L’Autriche ne constitue malheureusement pas une exception quant à la popularité des partis d’extrême droite. Le plus grand parti de Suisse est l’Union démocratique du centre, qui, sous l’influence de Cristoph Blocher, adhère à une idéologie d’extrême droite depuis les années 1980. En Belgique, le Vlaams Belang, fondé en 2004, est très fort en Flandres. Les 25 sièges du Dansk Folkeparti danois le place comme un interlocuteur incontournable sur la scène politique danoise, et les politiques anti-immigration de son leader Pia Kjaersgaard ont trouvé écho au gouvernement. Puis, que dire de l’ineffable Ligue du Nord italienne qui fait partie de la coalition au pouvoir et entretien un discours explicitement xénophobe. Le Front National de Jean-Marie Le Pen ne représente donc pas une anomalie sur la scène politique européenne.

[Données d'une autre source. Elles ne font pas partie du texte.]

//! HTTP surface for the itinerary pipeline.
//!
//! Exposes `POST /api/travel-planning/generate` and a `GET /health` probe.

mod handlers;

use std::{net::SocketAddr, sync::Arc};

use axum::{
    routing::{get, post},
    Router,
};
use tower_http::{cors::CorsLayer, trace::TraceLayer};
use tracing::info;

use crate::{
    core::TravelPlanner,
    error::{PlannerError, Result},
};

pub use handlers::{generate_plan, health};

pub const GENERATE_ROUTE: &str = "/api/travel-planning/generate";

/// Shared state handed to every request handler
#[derive(Clone)]
pub struct AppState {
    planner: Arc<TravelPlanner>,
}

impl AppState {
    pub fn new(planner: TravelPlanner) -> Self {
        Self {
            planner: Arc::new(planner),
        }
    }

    pub fn planner(&self) -> &TravelPlanner {
        &self.planner
    }
}

/// Build the application router.
pub fn router(state: AppState) -> Router {
    Router::new()
        .route(GENERATE_ROUTE, post(generate_plan))
        .route("/health", get(health))
        .layer(TraceLayer::new_for_http())
        .layer(CorsLayer::permissive())
        .with_state(state)
}

/// Bind `addr` and serve until the process is stopped.
pub async fn serve(planner: TravelPlanner, addr: SocketAddr) -> Result<()> {
    let listener = tokio::net::TcpListener::bind(addr)
        .await
        .map_err(|err| PlannerError::Config(format!("Failed to bind {addr}: {err}")))?;

    info!(
        target: "travel_planner::api",
        addr = %addr,
        model = planner.model(),
        "travel planner listening"
    );

    axum::serve(listener, router(AppState::new(planner)))
        .await
        .map_err(|err| PlannerError::Config(format!("Server error: {err}")))
}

Un récent sondage d’opinion a révélé que 46% des Espagnols, 36% des Polonais et 25% des Allemands avaient une vision négative des Juifs et que 52% des Espagnols, 50% des Allemands, 46% des Polonais et 38% des Français avaient une vision négative des musulmans(1). Si ces résultats reflètent une tendance de fond dans le sentiment de la population, les solutions mises de l’avant par les autres partis politiques pour exclure ou marginaliser l’extrême droite semblent échouer. Les élites politiques européennes devraient se regarder dans le miroir; la popularité de l’extrême droite provient, du moins en partie, d’un laxisme des dirigeants issus des partis traditionnels à faire face aux préoccupations des gens «ordinaires». À force de défendre les intérêts des élites, de laisser à son sort une main d’œuvre de plus en plus «flexibilisée» et de ne pas pallier aux conséquences de la néolibéralisation du marché du travail, les élites politiques européennes ont contribué à alimenter la peur de l’autre et la compétition entre la main d’œuvre locale et immigrante. Les discours identitaires que certains politiciens, notamment Sarkozy, ont pigés chez leurs rivaux d’extrême droite ont également contribué à réifier la séparation nous/eux dans l’espace public.

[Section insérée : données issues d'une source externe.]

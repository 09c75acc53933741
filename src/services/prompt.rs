use crate::types::TripRequest;

/// Render the system prompt: planning rules, trip context and the output contract.
pub fn build_system_prompt(request: &TripRequest) -> String {
    let transport = request.transport_type();
    let max_hours = request.max_travel_time_per_day();

    format!(
        "You are an experienced travel agent specialised in multi-stop trips through Europe by {transport}. \
Put together a realistic route based on the context below. Only use cities or towns that make sense within the network covered by the {transport}. \
The route may skip stops that are impractical (for example poor connections or travel times that are too long).

Context:
- Interests: {interests}
- **Hard limit:** a single leg with the {transport} may NEVER take longer than {max_hours} hours net (including transfers). If a route requires more, **discard that route and compute an alternative**.
- **Target:** try to keep legs around {preferred_hours} hours or less.
- If no sensible connection under {max_hours} hours exists, **skip that stop** and continue to the next logical city.
- Start location: {start_location}.
- Travel dates: {start_date} – {end_date}.
- Number of travelers: {travelers} adults.
- Avoid destinations where travel time or transfers are disproportionate to the limit above.
- Prioritise comfort and avoid unnecessarily long travel days.
- **Check your own proposal before answering.** If any leg takes more than {max_hours} hours, recompute until every leg is ≤ {max_hours} hours. Only then produce the JSON output.

Output:
Return only a valid JSON object listing the cities to visit in exactly this format, without any extra text or explanation:
{{
  \"cities\": [
    \"City1\",
    \"City2\",
    \"City3\"
  ]
}}",
        interests = request.interests_string(),
        preferred_hours = request.preferred_travel_time(),
        start_location = request.start_location(),
        start_date = request.formatted_start_date(),
        end_date = request.formatted_end_date(),
        travelers = request.number_of_travelers(),
    )
}

/// Render the user prompt naming the mandatory stops in order of preference.
pub fn build_user_prompt(request: &TripRequest) -> String {
    format!(
        "Generate the list of cities now. You must include these stops, in order of preference: {}. \
Fill in the rest of the route logically and return only the JSON result.",
        request.preferred_locations_string()
    )
}
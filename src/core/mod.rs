pub mod planner;

pub use planner::TravelPlanner;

Les stratégies pour exclure ces partis de la scène politique n’ont pas porté fruit jusqu’à présent : elles ont plutôt contribué à alimenter le sentiment d’aliénation chez les supporters de ces partis, sentiment d’aliénation déjà à la base de leur position. Si l’exclusion est vouée à l’échec, le courage politique de s’attaquer aux problèmes réels desquels découlent cette popularité des idées d’extrême droite ne risque pas d’émaner des élites politiques préoccupées par la sauvegarde du statu quo. Devant l’effritement du support des partis traditionnels dans plusieurs pays européens au profit de l’extrême droite, les élites politiques semblent être à court de moyens. Au lieu de condamner ces idéologies et de reprendre des discours sévères sur le crime et l’immigration, les politiciens de gauche comme de droite devraient cesser de faire les autruches et avoir le courage politique d’identifier les maux sociaux qui alimentent ces idéologies. La popularité de l’extrême droite vient, tel un ressac, nous rappeler que les élites politiques traditionnelles sont victimes de leur propre inaction devant la dislocation sociale et le racisme.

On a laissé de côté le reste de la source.